During development, your workflow endpoint needs to be reachable from the external service. A few tools make this easier:
RequestBin
Capture and inspect incoming HTTP requests without any setup. Paste the RequestBin URL into your external service to see exactly what payload it sends before wiring it to Navis Ops.
ngrok
Expose a local server to the internet with a public URL. Useful if you’re building a service locally that needs to receive webhook events during development.
You can also send test requests directly from your terminal to confirm the Navis Ops endpoint is accepting requests:
curl -X POST https://<your-supabase-project>.supabase.co/functions/v1/webhook-trigger/<workflow-id> \ -H "Content-Type: application/json" \ -H "x-webhook-secret: <your-webhook-secret>" \ -d '{"event": "test", "message": "Hello from curl"}'
A 200 OK response means the endpoint is live and the workflow ran (or was queued to run). Check the Workflow runs panel to see the result.
Check that the workflow is active — inactive workflows won’t respond to webhook requests even if the endpoint is valid. Also confirm the x-webhook-secret header matches the secret in the trigger settings if you have validation enabled.
Payload fields aren't available in the variable picker
The variable picker populates from a sample payload. Send a test request to the endpoint, then go back to the workflow editor and reopen the node — the picker should now reflect the fields from your payload.
The external service is getting a timeout
Navis Ops acknowledges webhook requests immediately and processes the workflow asynchronously, so timeouts from the Navis Ops side are unlikely.
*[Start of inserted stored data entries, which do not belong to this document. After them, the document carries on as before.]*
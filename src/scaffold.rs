//! Project scaffolding for `miso new`.
//!
//! The starter project is compiled into the binary, so `new` works without
//! any files next to the executable:
//!
//! ```text
//! <target>/
//! ├── _config/site.yaml, menu.yaml
//! ├── content/index.md, about.md, posts/2024-01-01-hello-world.md
//! ├── templates/base.html, page.html, collection-item.html, collection.html
//! └── css/style.css
//! ```
//!
//! A target that does not exist is created. An existing empty directory is
//! filled in. A non-empty directory is refused unless `force` is set, in
//! which case skeleton files overwrite same-named files and everything else
//! is left alone. A target that exists but is not a directory is refused.

use crate::files::{self, FsError};
use std::fs;
use std::path::{Path, PathBuf};
use thiserror::Error;
use tracing::info;

#[derive(Error, Debug)]
pub enum ScaffoldError {
    #[error("Target {0} exists and is not a directory")]
    NotADirectory(PathBuf),
    #[error("Target directory {0} is not empty. Pass --force to overwrite.")]
    NotEmpty(PathBuf),
    #[error("IO error: {0}")]
    Io(#[from] std::io::Error),
    #[error("{0}")]
    Fs(#[from] FsError),
}

/// `(relative path, contents)` of every skeleton file.
pub const SKELETON: &[(&str, &str)] = &[
    ("_config/site.yaml", include_str!("../skeleton/_config/site.yaml")),
    ("_config/menu.yaml", include_str!("../skeleton/_config/menu.yaml")),
    ("content/index.md", include_str!("../skeleton/content/index.md")),
    ("content/about.md", include_str!("../skeleton/content/about.md")),
    (
        "content/posts/2024-01-01-hello-world.md",
        include_str!("../skeleton/content/posts/2024-01-01-hello-world.md"),
    ),
    ("templates/base.html", include_str!("../skeleton/templates/base.html")),
    ("templates/page.html", include_str!("../skeleton/templates/page.html")),
    (
        "templates/collection-item.html",
        include_str!("../skeleton/templates/collection-item.html"),
    ),
    (
        "templates/collection.html",
        include_str!("../skeleton/templates/collection.html"),
    ),
    ("css/style.css", include_str!("../skeleton/css/style.css")),
];

/// Write the skeleton into `target`. Returns the files written.
pub fn scaffold(target: &Path, force: bool) -> Result<Vec<PathBuf>, ScaffoldError> {
    if target.exists() && !target.is_dir() {
        return Err(ScaffoldError::NotADirectory(target.to_path_buf()));
    }

    if !target.is_dir() {
        files::ensure_dir(target)?;
    } else if !force && fs::read_dir(target)?.next().is_some() {
        return Err(ScaffoldError::NotEmpty(target.to_path_buf()));
    }

    let mut written = Vec::with_capacity(SKELETON.len());
    for (relative, contents) in SKELETON {
        let path = target.join(relative);
        files::write_file(&path, contents)?;
        written.push(path);
    }
    info!(target = %target.display(), files = written.len(), "scaffolded project");
    Ok(written)
}

#[cfg(test)]
mod tests {
    use super::*;
    use crate::config;
    use crate::generate;
    use tempfile::TempDir;

    #[test]
    fn scaffold_creates_missing_target() {
        let tmp = TempDir::new().unwrap();
        let target = tmp.path().join("new-site");
        let written = scaffold(&target, false).unwrap();

        assert_eq!(written.len(), SKELETON.len());
        assert!(target.join("_config/site.yaml").is_file());
        assert!(target.join("templates/collection.html").is_file());
    }

    #[test]
    fn scaffold_fills_empty_directory() {
        let tmp = TempDir::new().unwrap();
        scaffold(tmp.path(), false).unwrap();
        assert!(tmp.path().join("content/index.md").is_file());
    }

    #[test]
    fn scaffold_refuses_non_empty_directory() {
        let tmp = TempDir::new().unwrap();
        fs::write(tmp.path().join("keep.txt"), "mine").unwrap();

        let err = scaffold(tmp.path(), false).unwrap_err();
        assert!(matches!(err, ScaffoldError::NotEmpty(_)));
        assert!(err.to_string().contains("--force"));
        assert!(!tmp.path().join("content").exists());
    }

    #[test]
    fn scaffold_force_overwrites_but_keeps_other_files() {
        let tmp = TempDir::new().unwrap();
        fs::write(tmp.path().join("keep.txt"), "mine").unwrap();
        fs::create_dir_all(tmp.path().join("content")).unwrap();
        fs::write(tmp.path().join("content/index.md"), "old").unwrap();

        scaffold(tmp.path(), true).unwrap();

        assert_eq!(fs::read_to_string(tmp.path().join("keep.txt")).unwrap(), "mine");
        let index = fs::read_to_string(tmp.path().join("content/index.md")).unwrap();
        assert_ne!(index, "old");
    }

    #[test]
    fn scaffold_refuses_file_target() {
        let tmp = TempDir::new().unwrap();
        let file = tmp.path().join("site");
        fs::write(&file, "x").unwrap();

        let err = scaffold(&file, true).unwrap_err();
        assert!(matches!(err, ScaffoldError::NotADirectory(_)));
    }

    #[test]
    fn skeleton_config_is_valid() {
        let tmp = TempDir::new().unwrap();
        scaffold(tmp.path(), false).unwrap();
        let config = config::load_config(tmp.path(), None).unwrap();
        assert_eq!(config.collection_names(), vec!["posts"]);
        assert_eq!(config.menus()["main"].as_array().unwrap().len(), 3);
    }

    #[test]
    fn scaffolded_project_builds() {
        let tmp = TempDir::new().unwrap();
        scaffold(tmp.path(), false).unwrap();
        let config = config::load_config(tmp.path(), None).unwrap();
        let report = generate::build(tmp.path(), &config).unwrap();

        let out = tmp.path().join("_site");
        assert!(out.join("index.html").is_file());
        assert!(out.join("about/index.html").is_file());
        assert!(out.join("posts/2024/hello-world/index.html").is_file());
        assert!(out.join("posts/index.html").is_file());
        assert!(out.join("css/style.css").is_file());
        assert_eq!(report.page_count(), 4);

        let post = fs::read_to_string(out.join("posts/2024/hello-world/index.html")).unwrap();
        assert!(post.contains("<strong>Markdown</strong>"));
        assert!(post.contains("2024-01-01"));
    }
}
If the external service is timing out, check that the endpoint URL is correct and that there are no network restrictions blocking the request.
I need to validate the signature from GitHub or Stripe instead of using the x-webhook-secret header
Use a Condition node at the start of your workflow to check the value of the service-specific signature header (for example, x-hub-signature-256 from GitHub or stripe-signature). If the condition fails, add a branch that stops the workflow without taking any action.